Last night, to celebrate Archer being named a star student at school and his dad's return to the fold, we went out for dessert to a nearby fix-your-own yogurt place.  Noel and I helped the kids get a reasonable amount of yogurt and an unreasonable mix of toppings, then we all sat down at a long counter by the front window to eat.

As usual, Noel and I were carrying on a conversation and occasionally pausing to respond to the kids' unrelated comments.  Noel mentioned the heat -- for him, quite a change from fall-like Toronto -- and I started telling a little story about a weather report I heard on the radio earlier that day while driving.  "Highs near 100 degrees," the weatherman said, and out loud, alone in the car, I exclaimed, "C'mon!  September!!"

"Wahhhh!" said Archer, sitting to my right.

It's his standard falsetto interjection when something is humorously out of whack.  I turned, thinking he might have dropped some yogurt on himself.  He's eating away.

"Are you okay, Archer?"  I asked.

He was smiling to himself.  "You just went, 'It's September!  That's too hot!'" he said.

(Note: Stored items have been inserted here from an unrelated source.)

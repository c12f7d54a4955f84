//! Fixed capacity single-producer / single-consumer event ring.
//!
//! The poll loop owns the [`EventProducer`], the bus interrupt owns the
//! [`EventConsumer`]. Neither side takes a lock: the ring sits on
//! [`heapless::spsc::Queue`], where each end only stores its own index after
//! it is done with the slot, using plain atomic loads and stores.
//!
//! `N` counts slots. One is always kept free, so the ring holds `N - 1`
//! events.

use heapless::spsc::{Consumer, Producer, Queue};

use crate::event::KeyboardEvent;

pub struct EventRing<const N: usize> {
    queue: Queue<KeyboardEvent, N>,
}

impl<const N: usize> Default for EventRing<N> {
    fn default() -> Self {
        Self::new()
    }
}

impl<const N: usize> EventRing<N> {
    pub const fn new() -> Self {
        Self {
            queue: Queue::new(),
        }
    }

    pub const fn capacity(&self) -> usize {
        self.queue.capacity()
    }

    /// Split into the two ends. Borrowing mutably guarantees there is only
    /// ever one of each.
    pub fn split(&mut self) -> (EventProducer<'_, N>, EventConsumer<'_, N>) {
        let (producer, consumer) = self.queue.split();
        (EventProducer { producer }, EventConsumer { consumer })
    }
}

/// Push end, owned by the poll loop
pub struct EventProducer<'a, const N: usize> {
    producer: Producer<'a, KeyboardEvent, N>,
}

impl<const N: usize> EventProducer<'_, N> {
    /// Queue an event, handing it back when the ring is full
    pub fn push(&mut self, event: KeyboardEvent) -> Result<(), KeyboardEvent> {
        self.producer.enqueue(event)
    }

    pub fn len(&self) -> usize {
        self.producer.len()
    }

    pub fn is_empty(&self) -> bool {
        self.len() == 0
    }

    pub fn is_full(&self) -> bool {
        !self.producer.ready()
    }

    pub fn capacity(&self) -> usize {
        self.producer.capacity()
    }
}

/// Pop end, owned by the bus interrupt
pub struct EventConsumer<'a, const N: usize> {
    consumer: Consumer<'a, KeyboardEvent, N>,
}

impl<const N: usize> EventConsumer<'_, N> {
    pub fn pop(&mut self) -> Option<KeyboardEvent> {
        self.consumer.dequeue()
    }

    /// Next event without consuming it
    pub fn peek(&self) -> Option<KeyboardEvent> {
        self.consumer.peek().copied()
    }

    pub fn len(&self) -> usize {
        self.consumer.len()
    }

    pub fn is_empty(&self) -> bool {
        !self.consumer.ready()
    }

    pub fn is_full(&self) -> bool {
        self.len() >= self.capacity()
    }

    pub fn capacity(&self) -> usize {
        self.consumer.capacity()
    }
}
#[cfg(test)]
mod tests {
    use super::*;
    use crate::config::{FIFO_CAPACITY, RING_SLOTS};
    use crate::event::EventType;

    fn key_down(code: u8) -> KeyboardEvent {
        KeyboardEvent {
            kind: EventType::KeyDown,
            code,
            mod_mask: 0,
            timestamp_low: 0,
        }
    }

    #[test]
    fn one_slot_stays_free() {
        let ring: EventRing<RING_SLOTS> = EventRing::new();
        assert_eq!(ring.capacity(), FIFO_CAPACITY);
    }

    #[test]
    fn fifo_order() {
        let mut ring: EventRing<8> = EventRing::new();
        let (mut producer, mut consumer) = ring.split();

        for code in 4..7 {
            producer.push(key_down(code)).unwrap();
        }
        assert_eq!(consumer.len(), 3);
        assert_eq!(consumer.peek(), Some(key_down(4)));
        assert_eq!(consumer.pop(), Some(key_down(4)));
        assert_eq!(consumer.pop(), Some(key_down(5)));
        assert_eq!(consumer.pop(), Some(key_down(6)));
        assert_eq!(consumer.pop(), None);
        assert!(producer.is_empty());
    }

    #[test]
    fn push_fails_when_full() {
        let mut ring: EventRing<5> = EventRing::new();
        let (mut producer, mut consumer) = ring.split();

        for code in 0..4 {
            assert!(producer.push(key_down(code)).is_ok());
        }
        assert!(producer.is_full());
        assert_eq!(producer.push(key_down(9)), Err(key_down(9)));
        assert_eq!(consumer.len(), 4);

        // one slot frees up, the next push lands behind the old ones
        assert_eq!(consumer.pop(), Some(key_down(0)));
        assert!(!consumer.is_full());
        producer.push(key_down(10)).unwrap();
        let drained: Vec<u8> = core::iter::from_fn(|| consumer.pop()).map(|e| e.code).collect();
        assert_eq!(drained, vec![1, 2, 3, 10]);
    }

    #[test]
    fn indices_wrap() {
        let mut ring: EventRing<4> = EventRing::new();
        let (mut producer, mut consumer) = ring.split();

        for round in 0..100u8 {
            producer.push(key_down(round)).unwrap();
            producer.push(key_down(round.wrapping_add(1))).unwrap();
            assert_eq!(consumer.pop().map(|e| e.code), Some(round));
            assert_eq!(consumer.pop().map(|e| e.code), Some(round.wrapping_add(1)));
            assert!(consumer.is_empty());
        }
    }

    #[test]
    fn concurrent_producer_and_consumer() {
        let mut ring: EventRing<64> = EventRing::new();
        let (mut producer, mut consumer) = ring.split();
        const TOTAL: usize = 20_000;

        std::thread::scope(|s| {
            s.spawn(move || {
                let mut sent = 0usize;
                while sent < TOTAL {
                    if producer.push(key_down(sent as u8)).is_ok() {
                        sent += 1;
                    }
                }
            });
            s.spawn(move || {
                let mut received = 0usize;
                while received < TOTAL {
                    if let Some(event) = consumer.pop() {
                        assert_eq!(event.code, received as u8);
                        received += 1;
                    }
                }
            });
        });
    }
}
use bitflags::bitflags;

bitflags! {
    /// Interrupt reasons raised by a byte-oriented I2C target peripheral
    #[derive(Debug, Clone, Copy, PartialEq, Eq)]
    pub struct BusEvents: u8 {
        /// A byte from the host is waiting in the receive register
        const DATA_RECEIVED = 1 << 0;
        /// The host clocks a read and needs a byte
        const READ_REQUESTED = 1 << 1;
        /// STOP seen on the bus
        const STOPPED = 1 << 2;
        /// The transmit side gave up on the current transfer
        const ABORTED = 1 << 3;
    }
}

/// Byte level access to the I2C target peripheral, as seen from its
/// interrupt handler
pub trait BusController {
    /// Reasons the interrupt fired
    fn pending(&mut self) -> BusEvents;

    /// Take the received byte
    fn read_byte(&mut self) -> u8;

    /// Hand the byte for the pending read to the peripheral
    fn write_byte(&mut self, value: u8);

    /// Clear serviced reasons
    fn acknowledge(&mut self, events: BusEvents);
}

/// One interrupt reason with its payload
#[derive(Debug, Clone, Copy, PartialEq, Eq)]
#[cfg_attr(feature = "debug", derive(defmt::Format))]
pub enum BusSignal {
    DataReceived(u8),
    ReadRequested,
    Stop,
    Abort,
}
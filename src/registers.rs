//! Shared snapshot of device state.
//!
//! Every field is an atomic cell so the poll loop and the bus interrupt can
//! share one [`RegisterBank`] without locks. Who may write what is fixed:
//! [`LoopRegisters`] for the fields the scanners produce, [`HostRegisters`]
//! for the fields the host writes over the bus. Both handles can read
//! everything through [`Deref`](core::ops::Deref) to the bank.

use core::ops::Deref;
use core::sync::atomic::{AtomicU8, AtomicU16, Ordering};

use crate::config::DEFAULT_SCAN_RATE_HZ;

pub const STATUS_FIFO_EMPTY: u8 = 1 << 0;
pub const STATUS_FIFO_FULL: u8 = 1 << 1;
pub const STATUS_MOD_VALID: u8 = 1 << 2;
pub const STATUS_ERROR: u8 = 1 << 7;

pub struct RegisterBank {
    status: AtomicU8,
    mod_mask: AtomicU8,
    cursor: AtomicU8,
    timestamp_high: AtomicU16,

    cfg_flags: AtomicU8,
    led: [AtomicU8; 3],
    scan_rate_hz: AtomicU16,
    mod_override: AtomicU8,
    override_seq: AtomicU8,
}

impl Default for RegisterBank {
    fn default() -> Self {
        Self::new()
    }
}

impl RegisterBank {
    pub const fn new() -> Self {
        Self {
            status: AtomicU8::new(STATUS_FIFO_EMPTY),
            mod_mask: AtomicU8::new(0),
            cursor: AtomicU8::new(0),
            timestamp_high: AtomicU16::new(0),
            cfg_flags: AtomicU8::new(0),
            led: [AtomicU8::new(0), AtomicU8::new(0), AtomicU8::new(0)],
            scan_rate_hz: AtomicU16::new(DEFAULT_SCAN_RATE_HZ),
            mod_override: AtomicU8::new(0),
            override_seq: AtomicU8::new(0),
        }
    }

    /// Hand out the two writer handles
    pub fn split(&mut self) -> (LoopRegisters<'_>, HostRegisters<'_>) {
        let bank: &Self = self;
        (LoopRegisters { bank }, HostRegisters { bank })
    }

    /// Status as last published by the poll loop
    pub fn status(&self) -> u8 {
        self.status.load(Ordering::Relaxed)
    }

    pub fn error(&self) -> bool {
        self.status() & STATUS_ERROR != 0
    }

    pub fn mod_mask(&self) -> u8 {
        self.mod_mask.load(Ordering::Relaxed)
    }

    pub fn cursor(&self) -> u8 {
        self.cursor.load(Ordering::Relaxed)
    }

    pub fn timestamp_high(&self) -> u16 {
        self.timestamp_high.load(Ordering::Relaxed)
    }

    pub fn cfg_flags(&self) -> u8 {
        self.cfg_flags.load(Ordering::Relaxed)
    }

    pub fn led(&self) -> [u8; 3] {
        [
            self.led[0].load(Ordering::Relaxed),
            self.led[1].load(Ordering::Relaxed),
            self.led[2].load(Ordering::Relaxed),
        ]
    }

    pub fn scan_rate_hz(&self) -> u16 {
        self.scan_rate_hz.load(Ordering::Relaxed)
    }

    /// Pending host override of the modifier mask as `(sequence, mask)`
    pub fn mod_override(&self) -> (u8, u8) {
        let seq = self.override_seq.load(Ordering::Acquire);
        (seq, self.mod_override.load(Ordering::Relaxed))
    }
}

/// Writer for the fields owned by the poll loop
pub struct LoopRegisters<'a> {
    bank: &'a RegisterBank,
}

impl LoopRegisters<'_> {
    /// Recompute the FIFO bits, keep the sticky error bit
    pub fn set_fifo_state(&self, empty: bool, full: bool) {
        let mut status = self.bank.status() & STATUS_ERROR;
        if empty {
            status |= STATUS_FIFO_EMPTY;
        }
        if full {
            status |= STATUS_FIFO_FULL;
        }
        if self.bank.mod_mask() != 0 {
            status |= STATUS_MOD_VALID;
        }
        self.bank.status.store(status, Ordering::Relaxed);
    }

    /// Set the sticky error bit. Nothing ever clears it.
    pub fn raise_error(&self) {
        let status = self.bank.status() | STATUS_ERROR;
        self.bank.status.store(status, Ordering::Relaxed);
    }

    pub fn set_mod_mask(&self, mask: u8) {
        self.bank.mod_mask.store(mask, Ordering::Relaxed);
        let status = if mask != 0 {
            self.bank.status() | STATUS_MOD_VALID
        } else {
            self.bank.status() & !STATUS_MOD_VALID
        };
        self.bank.status.store(status, Ordering::Relaxed);
    }

    pub fn set_cursor(&self, cursor: u8) {
        self.bank.cursor.store(cursor, Ordering::Relaxed);
    }

    pub fn set_timestamp_high(&self, value: u16) {
        self.bank.timestamp_high.store(value, Ordering::Relaxed);
    }
}

impl Deref for LoopRegisters<'_> {
    type Target = RegisterBank;

    fn deref(&self) -> &RegisterBank {
        self.bank
    }
}

/// Writer for the fields the host sets over the bus
pub struct HostRegisters<'a> {
    bank: &'a RegisterBank,
}

impl HostRegisters<'_> {
    pub fn set_cfg_flags(&self, flags: u8) {
        self.bank.cfg_flags.store(flags, Ordering::Relaxed);
    }

    pub fn set_led(&self, index: usize, value: u8) {
        if let Some(cell) = self.bank.led.get(index) {
            cell.store(value, Ordering::Relaxed);
        }
    }

    pub fn set_scan_rate_hz(&self, rate: u16) {
        self.bank.scan_rate_hz.store(rate, Ordering::Relaxed);
    }

    /// Ask the poll loop to replace the live modifier mask
    pub fn request_mod_mask(&self, mask: u8) {
        self.bank.mod_override.store(mask, Ordering::Relaxed);
        let seq = self.bank.override_seq.load(Ordering::Relaxed);
        self.bank
            .override_seq
            .store(seq.wrapping_add(1), Ordering::Release);
    }
}

impl Deref for HostRegisters<'_> {
    type Target = RegisterBank;

    fn deref(&self) -> &RegisterBank {
        self.bank
    }
}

Realization slowly dawned over me.  I had been talking to Noel -- but Archer had been listening.  His exclamation of jocular dismay was a response to my vigorous re-enactment of my story.

Archer is autistic.  He doesn't pay attention to other people's conversations.  He certainly doesn't make appropriate noises or responses to what they say, thereby including himself in the circle of communication.  I was confused, then amazed.  It might be the first time I've witnessed him following the tone and meaning of a discussion going on around him so well that he could unintrusively insert himself, as we do when we chuckle, exclaim, or encourage the speaker to go on from our position in a group of listeners.

Before I had time to articulate that realization, Cady Gray made the point -- because she had noticed, too.  "Archer was just joining in on your conversation!" she said.

Yes, he was, honey.  And yes, it's that simple, and that wondrous.